A penis festival in Japan has once again attracted tens of thousands of visitors who took to the streets with penis lollipops, noses, signs and headwear – along with a huge ceremonial phallus.
The Kanamara festival is celebrated on the first Sunday of April in Kawasaki – a city between Tokyo and Yokohama on the largest Japanese island of Honshu – and raises money for HIV research.

First held in 1969, the celebratory march takes place at the Kanayama Shrine to pay tribute to the legend of the steel phallus.
The 17th-century tale of death and the supernatural describes a demon hiding inside the vagina of a woman he loved but could never be with.

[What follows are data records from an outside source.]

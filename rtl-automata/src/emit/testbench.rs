//! Random-stimulus testbenches.
//!
//! Both variants hold reset for two clock cycles, release it, then drive
//! every input with fresh random bits once per cycle.

use std::fmt;

use strum_macros::{Display, EnumString};

use crate::model::Machine;

/// Testbench flavour.
#[derive(Debug, Clone, Copy, PartialEq, Eq, Display, EnumString)]
#[strum(serialize_all = "lowercase")]
pub enum TestbenchKind {
    /// Plain Verilog harness using `$random`.
    Verilog,
    /// C++ `main` for a Verilator-built model.
    Verilator,
}

/// Stimulus parameters.
#[derive(Debug, Clone, Copy, PartialEq, Eq)]
pub struct TestbenchOptions {
    pub cycles: usize,
    pub seed: u32,
}

impl Default for TestbenchOptions {
    fn default() -> Self {
        Self { cycles: 100, seed: 1 }
    }
}

const RESET_CYCLES: usize = 2;

/// Verilog testbench.
pub struct VerilogTestbench<'a>(pub &'a Machine, pub TestbenchOptions);

/// Verilator C++ harness.
pub struct VerilatorHarness<'a>(pub &'a Machine, pub TestbenchOptions);

/// `(asserted, released)` reset levels.
fn reset_levels(m: &Machine) -> (u8, u8) {
    if m.reset().is_active_low {
        (0, 1)
    } else {
        (1, 0)
    }
}

impl fmt::Display for VerilogTestbench<'_> {
    fn fmt(&self, f: &mut fmt::Formatter<'_>) -> fmt::Result {
        let (m, opts) = (self.0, self.1);
        let tb = format!("{}_tb", m.name());
        let rst = m.reset().port_name();
        let (on, off) = reset_levels(m);
        let vector = |w: usize| if w > 1 { format!("[{}:0] ", w - 1) } else { String::new() };

        writeln!(f, "// Random-stimulus testbench for `{}`, generated by rtl-automata.", m.name())?;
        writeln!(f, "`timescale 1ns / 1ps")?;
        writeln!(f)?;
        writeln!(f, "module {tb};")?;
        writeln!(f)?;
        writeln!(f, "    reg clk = 1'b0;")?;
        writeln!(f, "    reg {rst} = 1'b{on};")?;
        for p in m.ports().inputs() {
            writeln!(f, "    reg {}{} = {}'d0;", vector(p.width), p.name, p.width)?;
        }
        for p in m.ports().outputs() {
            writeln!(f, "    wire {}{};", vector(p.width), p.name)?;
        }
        writeln!(f)?;
        writeln!(f, "    integer cycle;")?;
        writeln!(f, "    integer seed = {};", opts.seed)?;
        writeln!(f)?;

        let connections = ["clk", rst]
            .into_iter()
            .chain(m.ports().inputs().map(|p| p.name.as_str()))
            .chain(m.ports().outputs().map(|p| p.name.as_str()))
            .map(|name| format!("        .{name}({name})"))
            .collect::<Vec<_>>();
        writeln!(f, "    {} dut (\n{}\n    );", m.name(), connections.join(",\n"))?;
        writeln!(f)?;
        writeln!(f, "    always #5 clk = ~clk;")?;
        writeln!(f)?;
        writeln!(f, "    initial begin")?;
        writeln!(f, "        $dumpfile(\"{tb}.vcd\");")?;
        writeln!(f, "        $dumpvars(0, {tb});")?;
        writeln!(f, "        repeat ({RESET_CYCLES}) @(posedge clk);")?;
        writeln!(f, "        @(negedge clk);")?;
        writeln!(f, "        {rst} = 1'b{off};")?;
        writeln!(
            f,
            "        for (cycle = 0; cycle < {}; cycle = cycle + 1) begin",
            opts.cycles
        )?;
        writeln!(f, "            @(negedge clk);")?;
        for p in m.ports().inputs() {
            // $random yields 32 bits per call.
            let words = vec!["$random(seed)"; p.width.div_ceil(32)];
            let value = if words.len() == 1 {
                words[0].to_owned()
            } else {
                format!("{{{}}}", words.join(", "))
            };
            writeln!(f, "            {} = {};", p.name, value)?;
        }
        writeln!(f, "        end")?;
        writeln!(f, "        $finish;")?;
        writeln!(f, "    end")?;
        writeln!(f)?;
        writeln!(f, "endmodule")
    }
}

impl fmt::Display for VerilatorHarness<'_> {
    fn fmt(&self, f: &mut fmt::Formatter<'_>) -> fmt::Result {
        let (m, opts) = (self.0, self.1);
        let model = format!("V{}", m.name());
        let rst = m.reset().port_name();
        let (on, off) = reset_levels(m);

        writeln!(f, "// Verilator harness for `{}`, generated by rtl-automata.", m.name())?;
        writeln!(f, "#include <cstdint>")?;
        writeln!(f, "#include <cstdlib>")?;
        writeln!(f, "#include <memory>")?;
        writeln!(f)?;
        writeln!(f, "#include \"{model}.h\"")?;
        writeln!(f, "#include \"verilated.h\"")?;
        writeln!(f)?;
        writeln!(f, "static void tick({model}& dut) {{")?;
        writeln!(f, "    dut.clk = 0;")?;
        writeln!(f, "    dut.eval();")?;
        writeln!(f, "    dut.clk = 1;")?;
        writeln!(f, "    dut.eval();")?;
        writeln!(f, "}}")?;
        writeln!(f)?;
        writeln!(f, "static uint64_t random_bits(int width) {{")?;
        writeln!(f, "    uint64_t value = 0;")?;
        writeln!(f, "    for (int i = 0; i < width; i += 16) {{")?;
        writeln!(
            f,
            "        value = (value << 16) | (static_cast<uint64_t>(std::rand()) & 0xffff);"
        )?;
        writeln!(f, "    }}")?;
        writeln!(
            f,
            "    return width >= 64 ? value : value & ((UINT64_C(1) << width) - 1);"
        )?;
        writeln!(f, "}}")?;
        writeln!(f)?;
        writeln!(f, "int main(int argc, char** argv) {{")?;
        writeln!(f, "    Verilated::commandArgs(argc, argv);")?;
        writeln!(f, "    std::srand({});", opts.seed)?;
        writeln!(f, "    auto dut = std::make_unique<{model}>();")?;
        writeln!(f)?;
        writeln!(f, "    dut->{rst} = {on};")?;
        for p in m.ports().inputs().filter(|p| p.width <= 64) {
            writeln!(f, "    dut->{} = 0;", p.name)?;
        }
        writeln!(f, "    for (int i = 0; i < {RESET_CYCLES}; ++i) {{")?;
        writeln!(f, "        tick(*dut);")?;
        writeln!(f, "    }}")?;
        writeln!(f, "    dut->{rst} = {off};")?;
        writeln!(f)?;
        writeln!(f, "    for (int cycle = 0; cycle < {}; ++cycle) {{", opts.cycles)?;
        for p in m.ports().inputs() {
            if p.width <= 64 {
                writeln!(f, "        dut->{} = random_bits({});", p.name, p.width)?;
            } else {
                // Wide signals are arrays of 32-bit words, least significant first.
                let words = p.width.div_ceil(32);
                for word in 0..words {
                    let bits = (p.width - word * 32).min(32);
                    writeln!(
                        f,
                        "        dut->{}[{}] = static_cast<uint32_t>(random_bits({}));",
                        p.name, word, bits
                    )?;
                }
            }
        }
        writeln!(f, "        tick(*dut);")?;
        writeln!(f, "    }}")?;
        writeln!(f)?;
        writeln!(f, "    dut->final();")?;
        writeln!(f, "    return 0;")?;
        writeln!(f, "}}")
    }
}

/// Renders the `kind` testbench for `machine`.
pub fn render_testbench(machine: &Machine, kind: TestbenchKind, opts: TestbenchOptions) -> String {
    match kind {
        TestbenchKind::Verilog => VerilogTestbench(machine, opts).to_string(),
        TestbenchKind::Verilator => VerilatorHarness(machine, opts).to_string(),
    }
}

After the creature had bitten her first two husbands’ penises off, the woman enlisted a blacksmith’s help to create a metal dildo.
After the sex toy was thrust inside the woman, her demon bit down, broke its teeth, and was vanquished.

In honour of the story, a three-foot steel phallus can now be found in the shrine’s courtyard.
Prostitutes have traditionally approached the statue with prayers against sexually transmitted infections.
And the festival which sprung from the legend, held this year on April 1, is a glorious, good-natured celebration of the penis.

Earlier this week, same-sex couples living in Fukuoka, a Japanese city of 1.5 million people, were able for the first time to have their partnerships recognised by law.